Emit only the lines from the line containing "a.checked_sub(b).ok_or(PricingError::Overflow(what))" through the last line of the entries, unchanged.

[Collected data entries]
======

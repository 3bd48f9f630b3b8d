use crate::{DeadLetter, DeadLetterSink, QueueError};
use async_trait::async_trait;
use parking_lot::Mutex;
use std::collections::VecDeque;
use std::sync::atomic::{AtomicBool, AtomicU64, Ordering};
use tracing::error;

/// Dead letters kept in process with bounded storage; oldest entries are
/// evicted once full
#[derive(Debug)]
pub struct InMemoryDeadLetters {
    letters: Mutex<VecDeque<DeadLetter>>,
    max_letters: usize,
    fail_on_write: AtomicBool,
    total: AtomicU64,
}

impl InMemoryDeadLetters {
    pub fn new() -> Self {
        Self::with_capacity(1000)
    }

    pub fn with_capacity(max_letters: usize) -> Self {
        Self {
            letters: Mutex::new(VecDeque::with_capacity(max_letters.min(1024))),
            max_letters: max_letters.max(1),
            fail_on_write: AtomicBool::new(false),
            total: AtomicU64::new(0),
        }
    }

    pub fn letters(&self) -> Vec<DeadLetter> {
        self.letters.lock().iter().cloned().collect()
    }

    pub fn count(&self) -> usize {
        self.letters.lock().len()
    }

    /// Letters received since startup, including evicted ones
    pub fn total(&self) -> u64 {
        self.total.load(Ordering::Relaxed)
    }

    /// Configure to fail on next write
    pub fn fail_next_write(&self) {
        self.fail_on_write.store(true, Ordering::Relaxed);
    }
}

impl Default for InMemoryDeadLetters {
    fn default() -> Self {
        Self::new()
    }
}

#[async_trait]
impl DeadLetterSink for InMemoryDeadLetters {
    async fn dead_letter(&self, payload: Vec<u8>, reason: String) -> Result<(), QueueError> {
        if self.fail_on_write.swap(false, Ordering::Relaxed) {
            return Err(QueueError::dead_letter_failed("Simulated write failure"));
        }

        error!(size = payload.len(), %reason, "Message dead-lettered");

        let mut letters = self.letters.lock();
        if letters.len() >= self.max_letters {
            letters.pop_front();
        }
        letters.push_back(DeadLetter { payload, reason });
        self.total.fetch_add(1, Ordering::Relaxed);
        Ok(())
    }
}
//! Market-cap bonding curve math with exact calculations
//!
//! Preserves full precision using Decimal type; every operation is checked so
//! degenerate pools fail loudly instead of producing NaN-like results.

use crate::errors::PricingError;
use rust_decimal::Decimal;
use tracing::debug;
use types::{AssetQuote, LiquidityPool, SwapIntent, SwapQuote, Timestamp};

/// Bonding-curve pricing functions
pub struct PricingEngine;

impl PricingEngine {
    /// Quote `intent` against `pool` without touching the pool
    ///
    /// # Arguments
    /// * `pool` - Pool snapshot the swap is priced against
    /// * `intent` - Validated swap intent (`asset_amount_in >= 0`)
    ///
    /// # Returns
    /// Quote whose `in_leg` is the amount swapped in at the current input
    /// price and whose `out_leg` is the amount paid out at the output asset's
    /// post-swap price
    pub fn estimate(pool: &LiquidityPool, intent: &SwapIntent) -> Result<SwapQuote, PricingError> {
        if intent.asset_amount_in < Decimal::ZERO {
            return Err(PricingError::NegativeAmount);
        }
        if intent.asset_name_in == intent.asset_name_out {
            return Err(PricingError::SameAsset);
        }

        let leg_in = pool
            .leg(intent.asset_name_in)
            .ok_or(PricingError::AssetNotInPool {
                asset: intent.asset_name_in,
                pool: pool.pool_name,
            })?;
        let leg_out = pool
            .leg(intent.asset_name_out)
            .ok_or(PricingError::AssetNotInPool {
                asset: intent.asset_name_out,
                pool: pool.pool_name,
            })?;

        if leg_in.amount.is_zero() {
            return Err(PricingError::DivisionByZero("input asset supply is zero"));
        }
        if leg_in.price.is_zero() {
            return Err(PricingError::DivisionByZero("input asset price is zero"));
        }
        if leg_out.price.is_zero() {
            return Err(PricingError::DivisionByZero("output asset price is zero"));
        }

        // k = capIn², evaluated at the input asset's current price
        let cap_in = mul(leg_in.amount, leg_in.price, "input market cap")?;
        let k = mul(cap_in, cap_in, "curve constant")?;

        let cap_added = mul(intent.asset_amount_in, leg_in.price, "added market cap")?;
        let new_cap_in = add(cap_in, cap_added, "new input market cap")?;
        let new_cap_out = div(k, new_cap_in, "new output market cap")?;
        let cap_delta = sub(cap_in, new_cap_out, "market cap delta")?;

        let amount_out = div(cap_delta, leg_out.price, "output amount")?;
        let price_ratio = div(cap_in, new_cap_out, "output price ratio")?;
        let new_price_out = mul(price_ratio, leg_out.price, "new output price")?;

        debug!(
            pool = %pool.pool_name,
            cap_in = %cap_in,
            cap_added = %cap_added,
            new_cap_out = %new_cap_out,
            amount_out = %amount_out,
            new_price_out = %new_price_out,
            "Estimated swap"
        );

        Ok(SwapQuote {
            in_name: intent.asset_name_in,
            in_leg: AssetQuote::new(intent.asset_amount_in, leg_in.price),
            out_name: intent.asset_name_out,
            out_leg: AssetQuote::new(amount_out, new_price_out),
        })
    }

    /// Apply `quote` to `pool`, returning the next pool state
    ///
    /// The leg named by `quote.in_name` gains `quote.in_leg.amount`, the other
    /// leg loses `quote.out_leg.amount`, and both legs are repriced so their
    /// market caps equal the input leg's pre-swap market cap. The result has
    /// `updated_at = now` and no `created_at`, so a skip-null overwrite keeps
    /// the stored creation time.
    pub fn apply(
        pool: &LiquidityPool,
        quote: &SwapQuote,
        now: Timestamp,
    ) -> Result<LiquidityPool, PricingError> {
        let name = pool.pool_name;
        if quote.in_name == quote.out_name {
            return Err(PricingError::SameAsset);
        }
        for asset in [quote.in_name, quote.out_name] {
            if !name.contains(asset) {
                return Err(PricingError::AssetNotInPool { asset, pool: name });
            }
        }

        let in_is_leading = quote.in_name == name.leading();
        let input_leg = if in_is_leading {
            &pool.asset_one
        } else {
            &pool.asset_two
        };
        let cap_in = mul(input_leg.amount, input_leg.price, "input market cap")?;

        let (amount_one, amount_two) = if in_is_leading {
            (
                add(pool.asset_one.amount, quote.in_leg.amount, "asset one supply")?,
                sub(pool.asset_two.amount, quote.out_leg.amount, "asset two supply")?,
            )
        } else {
            (
                sub(pool.asset_one.amount, quote.out_leg.amount, "asset one supply")?,
                add(pool.asset_two.amount, quote.in_leg.amount, "asset two supply")?,
            )
        };

        if amount_one <= Decimal::ZERO {
            return Err(PricingError::InsufficientLiquidity {
                asset: name.leading(),
                pool: name,
            });
        }
        if amount_two <= Decimal::ZERO {
            return Err(PricingError::InsufficientLiquidity {
                asset: name.trailing(),
                pool: name,
            });
        }

        let price_one = div(cap_in, amount_one, "asset one price")?;
        let price_two = div(cap_in, amount_two, "asset two price")?;

        Ok(LiquidityPool {
            pool_name: name,
            asset_one: AssetQuote::new(amount_one, price_one),
            asset_two: AssetQuote::new(amount_two, price_two),
            created_at: None,
            updated_at: Some(now),
        })
    }
}

/// Market caps of both legs, in declaration order
pub fn market_caps(pool: &LiquidityPool) -> (Decimal, Decimal) {
    (pool.asset_one.market_cap(), pool.asset_two.market_cap())
}

fn mul(a: Decimal, b: Decimal, what: &'static str) -> Result<Decimal, PricingError> {
    a.checked_mul(b).ok_or(PricingError::Overflow(what))
}

fn add(a: Decimal, b: Decimal, what: &'static str) -> Result<Decimal, PricingError> {
    a.checked_add(b).ok_or(PricingError::Overflow(what))
}

fn sub(a: Decimal, b: Decimal, what: &'static str) -> Result<Decimal, PricingError> {
    a.checked_sub(b).ok_or(PricingError::Overflow(what))
}

fn div(a: Decimal, b: Decimal, what: &'static str) -> Result<Decimal, PricingError> {
    if b.is_zero() {
        return Err(PricingError::DivisionByZero(what));
    }
    a.checked_div(b).ok_or(PricingError::Overflow(what))
}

======

*Output for this exercise*:
    a.checked_sub(b).ok_or(PricingError::Overflow(what))
}

fn div(a: Decimal, b: Decimal, what: &'static str) -> Result<Decimal, PricingError> {
    if b.is_zero() {
        return Err(PricingError::DivisionByZero(what));
    }
    a.checked_div(b).ok_or(PricingError::Overflow(what))
}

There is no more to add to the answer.